START GIVEN DATA

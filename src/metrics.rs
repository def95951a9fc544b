//! Metrics instrumentation for routebeacon.
//!
//! All metrics are prefixed with `routebeacon.`

use metrics::{counter, gauge, histogram};
use std::time::Instant;

use crate::broadcast::UpdateCause;

/// Record an upstream DNS query.
pub fn record_query(server: &str, result: QueryResult, duration: std::time::Duration) {
    let result_str = match result {
        QueryResult::Success => "success",
        QueryResult::Timeout => "timeout",
        QueryResult::Error => "error",
    };

    counter!("routebeacon.resolver.query.count", "server" => server.to_string(), "result" => result_str)
        .increment(1);
    histogram!("routebeacon.resolver.query.duration.seconds", "server" => server.to_string())
        .record(duration.as_secs_f64());
}

/// Outcome of a single upstream query for metrics.
#[derive(Debug, Clone, Copy)]
pub enum QueryResult {
    /// The server answered.
    Success,
    /// The query timed out (soft failure).
    Timeout,
    /// The query failed with an error.
    Error,
}

/// Record one resolver tick.
pub fn record_resolve_tick(domains: usize, duration: std::time::Duration) {
    counter!("routebeacon.resolver.tick.count").increment(1);
    histogram!("routebeacon.resolver.tick.domains").record(domains as f64);
    histogram!("routebeacon.resolver.tick.duration.seconds").record(duration.as_secs_f64());
}

/// Record a delta accepted by the broadcast hub.
pub fn record_broadcast(cause: UpdateCause, added: usize, removed: usize) {
    counter!("routebeacon.broadcast.delta.count", "cause" => cause.as_str()).increment(1);
    counter!("routebeacon.broadcast.address.added").increment(added as u64);
    counter!("routebeacon.broadcast.address.removed").increment(removed as u64);
}

/// Record a peer registry change.
pub fn record_peer_event(event: PeerEvent) {
    let event_str = match event {
        PeerEvent::Attached => "attached",
        PeerEvent::Replaced => "replaced",
        PeerEvent::Detached => "detached",
    };

    counter!("routebeacon.broadcast.peer.event.count", "event" => event_str).increment(1);
}

/// Peer registry change kinds.
#[derive(Debug, Clone, Copy)]
pub enum PeerEvent {
    /// A new peer writer was registered.
    Attached,
    /// An existing peer's writer was replaced.
    Replaced,
    /// A peer writer was removed.
    Detached,
}

/// Record a failed write to a peer.
pub fn record_peer_write_error(peer: &str) {
    counter!("routebeacon.broadcast.peer.write_error.count", "peer" => peer.to_string())
        .increment(1);
}

/// Record UPDATE frames written to a peer (End-of-RIB included).
pub fn record_update_frames(peer: &str, frames: usize) {
    counter!("routebeacon.bgp.update_frames.count", "peer" => peer.to_string())
        .increment(frames as u64);
}

/// Record index sizes (call periodically or on change).
pub fn record_state_counts(domains: usize, addresses: usize) {
    gauge!("routebeacon.state.domains.count").set(domains as f64);
    gauge!("routebeacon.state.addresses.count").set(addresses as f64);
}

/// Record the number of registered peers.
pub fn record_peer_count(peers: usize) {
    gauge!("routebeacon.broadcast.peers.count").set(peers as f64);
}

/// Record the size of the advertised set after a delta was applied.
pub fn record_advertised(count: usize) {
    gauge!("routebeacon.broadcast.advertised.count").set(count as f64);
}

/// Record a refcount invariant violation detected by the index self-check.
pub fn record_invariant_violation() {
    counter!("routebeacon.index.invariant_violation.count").increment(1);
}

/// Helper for timing operations.
pub struct Timer {
    start: Instant,
}

impl Timer {
    /// Start a new timer.
    pub fn start() -> Self {
        Self {
            start: Instant::now(),
        }
    }

    /// Get elapsed duration since timer start.
    pub fn elapsed(&self) -> std::time::Duration {
        self.start.elapsed()
    }
}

END GIVEN DATA

TO DO:
An exact copy of the lines above, from the one containing "query for metrics." through the one containing "the broadcast hub.", is the whole of the answer.

RESULT:
/// Outcome of a single upstream query for metrics.
#[derive(Debug, Clone, Copy)]
pub enum QueryResult {
    /// The server answered.
    Success,
    /// The query timed out (soft failure).
    Timeout,
    /// The query failed with an error.
    Error,
}

/// Record one resolver tick.
pub fn record_resolve_tick(domains: usize, duration: std::time::Duration) {
    counter!("routebeacon.resolver.tick.count").increment(1);
    histogram!("routebeacon.resolver.tick.domains").record(domains as f64);
    histogram!("routebeacon.resolver.tick.duration.seconds").record(duration.as_secs_f64());
}

/// Record a delta accepted by the broadcast hub.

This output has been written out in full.